> **EXERCISE DATA**:
Start of Block
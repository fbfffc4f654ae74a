//! Gridpulse CLI
//!
//! Runs the dashboard against a headless grid and reports what it measured.
//!
//! # Configuration
//!
//! Settings come from `--config`, else `~/.config/gridpulse/config.toml` or
//! `./gridpulse.toml`, with these environment overrides:
//! - `GRIDPULSE_FRAME_INTERVAL_MS`: Minimum time between frames
//! - `GRIDPULSE_HIGH_RATE`: High-rate alert threshold (updates/sec)
//! - `GRIDPULSE_GAPS_ENABLED`: Enable synthetic message gaps
//! - `GRIDPULSE_LOG_LEVEL` / `GRIDPULSE_LOG_FORMAT`: Logging (pretty or json)
//! - `RUST_LOG`: Full filter directive, wins over the configured level

use anyhow::{Context, Result};
use clap::{Parser, Subcommand};
use gridpulse::config::{generate_default_config, Config, LoggingConfig};
use gridpulse::{Command, Dashboard, DashboardEvent, DashboardSnapshot, HeadlessGrid};
use std::path::PathBuf;
use std::time::Duration;
use tokio::sync::broadcast::error::RecvError;
use tracing_subscriber::fmt::MakeWriter;
use tracing_subscriber::{layer::SubscriberExt, util::SubscriberInitExt, EnvFilter};

#[derive(Parser)]
#[command(name = "gridpulse")]
#[command(version = env!("CARGO_PKG_VERSION"))]
#[command(about = "Bounded-rate grid updates with rate monitoring and alerts")]
pub struct Cli {
    #[command(subcommand)]
    pub command: Commands,
}

#[derive(Subcommand)]
pub enum Commands {
    /// Run the dashboard against a headless grid
    Run {
        /// Config file (default: search standard locations)
        #[arg(short, long)]
        config: Option<PathBuf>,
        /// How long to run, in seconds
        #[arg(short, long, default_value = "10")]
        duration: u64,
        /// Seed for reproducible datasets and gaps
        #[arg(long)]
        seed: Option<u64>,
        /// Disable synthetic message gaps
        #[arg(long)]
        no_gaps: bool,
        /// Enable the stream panel
        #[arg(long)]
        stream: bool,
        /// First visible row
        #[arg(long)]
        first: Option<usize>,
        /// Last visible row (default: first + 49)
        #[arg(long, requires = "first")]
        last: Option<usize>,
        /// Print the final snapshot as JSON
        #[arg(long)]
        json: bool,
    },

    /// Generate default config file
    Config {
        /// Output path (default: stdout)
        #[arg(short, long)]
        output: Option<PathBuf>,
    },
}

#[tokio::main(flavor = "current_thread")]
async fn main() -> Result<()> {
    let cli = Cli::parse();

    match cli.command {
        Commands::Run {
            config,
            duration,
            seed,
            no_gaps,
            stream,
            first,
            last,
            json,
        } => {
            let mut config = match config {
                Some(path) => Config::load_with_env(&path)
                    .with_context(|| format!("Failed to load config from {:?}", path))?,
                // Logging is not configured yet; a scoped subscriber keeps
                // warnings about unreadable config files visible
                None => tracing::subscriber::with_default(
                    bootstrap_subscriber(std::io::stderr),
                    Config::load_default,
                ),
            };

            if seed.is_some() {
                config.data.seed = seed;
            }
            if no_gaps {
                config.gaps.enabled = false;
            }
            if stream {
                config.stream.enabled = true;
            }

            init_tracing(&config.logging);
            tracing::info!("Gridpulse v{}", env!("CARGO_PKG_VERSION"));

            let snapshot = run(config, Duration::from_secs(duration), viewport(first, last)).await?;
            print_summary(&snapshot, json)?;
        }

        Commands::Config { output } => {
            let config = generate_default_config();

            match output {
                Some(path) => {
                    if let Some(parent) = path.parent() {
                        std::fs::create_dir_all(parent)
                            .with_context(|| format!("Failed to create {:?}", parent))?;
                    }
                    std::fs::write(&path, &config)
                        .with_context(|| format!("Failed to write {:?}", path))?;
                    println!("Config written to {:?}", path);
                }
                None => {
                    print!("{}", config);
                }
            }
        }
    }

    Ok(())
}

/// Subscriber used while the config (and with it the log settings) loads
fn bootstrap_subscriber<W>(make_writer: W) -> impl tracing::Subscriber + Send + Sync + 'static
where
    W: for<'a> MakeWriter<'a> + Send + Sync + 'static,
{
    let filter =
        EnvFilter::try_from_default_env().unwrap_or_else(|_| "gridpulse=info".into());

    tracing_subscriber::registry()
        .with(filter)
        .with(tracing_subscriber::fmt::layer().with_writer(make_writer))
}

fn init_tracing(logging: &LoggingConfig) {
    let filter = EnvFilter::try_from_default_env()
        .unwrap_or_else(|_| format!("gridpulse={}", logging.level).into());

    let registry = tracing_subscriber::registry().with(filter);
    if logging.format.eq_ignore_ascii_case("json") {
        registry.with(tracing_subscriber::fmt::layer().json()).init();
    } else {
        registry.with(tracing_subscriber::fmt::layer()).init();
    }
}

/// Viewport from `--first`/`--last`; `last` defaults to a 50-row window
fn viewport(first: Option<usize>, last: Option<usize>) -> Option<(usize, usize)> {
    first.map(|first| (first, last.unwrap_or(first.saturating_add(49))))
}

async fn run(
    config: Config,
    duration: Duration,
    viewport: Option<(usize, usize)>,
) -> Result<DashboardSnapshot> {
    let dashboard =
        Dashboard::new(config, HeadlessGrid::new()).context("Failed to build dashboard")?;
    let mut events = dashboard.subscribe();
    let handle = dashboard.spawn();

    if let Some((first, last)) = viewport {
        handle.send(Command::ViewportChanged { first, last })?;
    }

    let logger = tokio::spawn(async move {
        loop {
            match events.recv().await {
                Ok(event) => log_event(&event),
                Err(RecvError::Lagged(skipped)) => {
                    tracing::warn!(skipped, "Event log fell behind");
                }
                Err(RecvError::Closed) => break,
            }
        }
    });

    tokio::select! {
        _ = tokio::time::sleep(duration) => {}
        result = tokio::signal::ctrl_c() => {
            result.context("Failed to listen for ctrl-c")?;
            tracing::info!("Interrupted");
        }
    }

    tracing::info!("Shutting down...");
    let final_snapshot = handle.watch();
    let grid = handle.shutdown().await?;
    logger.abort();
    let snapshot = final_snapshot.borrow().clone();

    tracing::info!(
        rows = grid.rows().len(),
        transactions = grid.transactions,
        rows_applied = grid.rows_applied,
        "Grid totals"
    );

    Ok(snapshot)
}

fn log_event(event: &DashboardEvent) {
    match event {
        DashboardEvent::AlertRaised { alert } => {
            tracing::warn!(kind = %alert.kind, id = alert.id, "{}", alert.message);
        }
        DashboardEvent::AlertCleared { kind } => {
            tracing::info!(%kind, "Alert cleared");
        }
        DashboardEvent::PauseChanged { paused, source } => {
            tracing::info!(paused, ?source, "Pause changed");
        }
        DashboardEvent::RateSample(_) | DashboardEvent::StreamAverage { .. } => {
            tracing::debug!(event = event.name(), "Dashboard event");
        }
    }
}

fn print_summary(snapshot: &DashboardSnapshot, json: bool) -> Result<()> {
    if json {
        let out = serde_json::to_string_pretty(snapshot).context("Failed to encode snapshot")?;
        println!("{}", out);
        return Ok(());
    }

    let paused = if snapshot.paused { " (paused)" } else { "" };
    println!("Rate:      {:.0} updates/s{}", snapshot.current_rate, paused);
    println!(
        "Frames:    {} rendered, {} suppressed",
        snapshot.render.frames_rendered, snapshot.render.frames_suppressed
    );
    println!("Latency:   {:.3} ms", snapshot.average_latency_ms);
    println!("Viewport:  rows {}..={}", snapshot.visible.start, snapshot.visible.end);

    if let Some(average) = snapshot.stream_average {
        println!("Stream:    {:.2} average", average);
    }

    let chart: Vec<String> = snapshot
        .samples
        .iter()
        .map(|s| format!("{} {:.0}", s.time, s.rate))
        .collect();
    if !chart.is_empty() {
        println!("Samples:   {}", chart.join(", "));
    }

    if snapshot.alerts.is_empty() {
        println!("Alerts:    none");
    } else {
        println!("Alerts:");
        for alert in &snapshot.alerts {
            println!("  [{}] {}: {}", alert.timestamp, alert.kind, alert.message);
        }
    }
    for alert in &snapshot.stream_alerts {
        println!("  [{}] {}: {}", alert.timestamp, alert.kind, alert.message);
    }

    Ok(())
}

#[cfg(test)]
mod tests {
    use super::*;
    use std::io::Write;
    use std::sync::{Arc, Mutex};

    /// Log output captured in memory
    #[derive(Clone, Default)]
    struct Captured(Arc<Mutex<Vec<u8>>>);

    impl Captured {
        fn text(&self) -> String {
            String::from_utf8_lossy(&self.0.lock().unwrap()).into_owned()
        }
    }

    impl Write for Captured {
        fn write(&mut self, buf: &[u8]) -> std::io::Result<usize> {
            self.0.lock().unwrap().extend_from_slice(buf);
            Ok(buf.len())
        }

        fn flush(&mut self) -> std::io::Result<()> {
            Ok(())
        }
    }

    #[test]
    fn test_broken_config_file_is_reported_before_logging_init() {
        let dir = tempfile::tempdir().unwrap();
        let path = dir.path().join("gridpulse.toml");
        std::fs::write(&path, "[render\nframe_interval_ms = ").unwrap();

        let captured = Captured::default();
        let writer = captured.clone();
        let config = tracing::subscriber::with_default(
            bootstrap_subscriber(move || writer.clone()),
            || Config::load_first(&[path.clone()]),
        );

        // Falls back to defaults, but says so
        assert_eq!(config.render.frame_interval_ms, 66);
        let logs = captured.text();
        assert!(logs.contains("Failed to load config"), "logs: {}", logs);
        assert!(logs.contains("gridpulse.toml"), "logs: {}", logs);
    }

    #[test]
    fn test_viewport_defaults_to_fifty_rows() {
        assert_eq!(viewport(None, Some(10)), None);
        assert_eq!(viewport(Some(100), None), Some((100, 149)));
        assert_eq!(viewport(Some(100), Some(120)), Some((100, 120)));
    }

    #[test]
    fn test_viewport_near_usize_max_saturates() {
        assert_eq!(
            viewport(Some(usize::MAX - 10), None),
            Some((usize::MAX - 10, usize::MAX))
        );
    }

    #[test]
    fn test_cli_parses_run_flags() {
        let cli = Cli::try_parse_from([
            "gridpulse", "run", "--duration", "3", "--seed", "7", "--no-gaps", "--first", "20",
        ])
        .unwrap();

        match cli.command {
            Commands::Run { duration, seed, no_gaps, first, last, .. } => {
                assert_eq!(duration, 3);
                assert_eq!(seed, Some(7));
                assert!(no_gaps);
                assert_eq!(first, Some(20));
                assert_eq!(last, None);
            }
            Commands::Config { .. } => panic!("Expected run command"),
        }
    }
}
End of Block
Scan the records above. Return every line with "static" in it.

fn bootstrap_subscriber<W>(make_writer: W) -> impl tracing::Subscriber + Send + Sync + 'static
    W: for<'a> MakeWriter<'a> + Send + Sync + 'static,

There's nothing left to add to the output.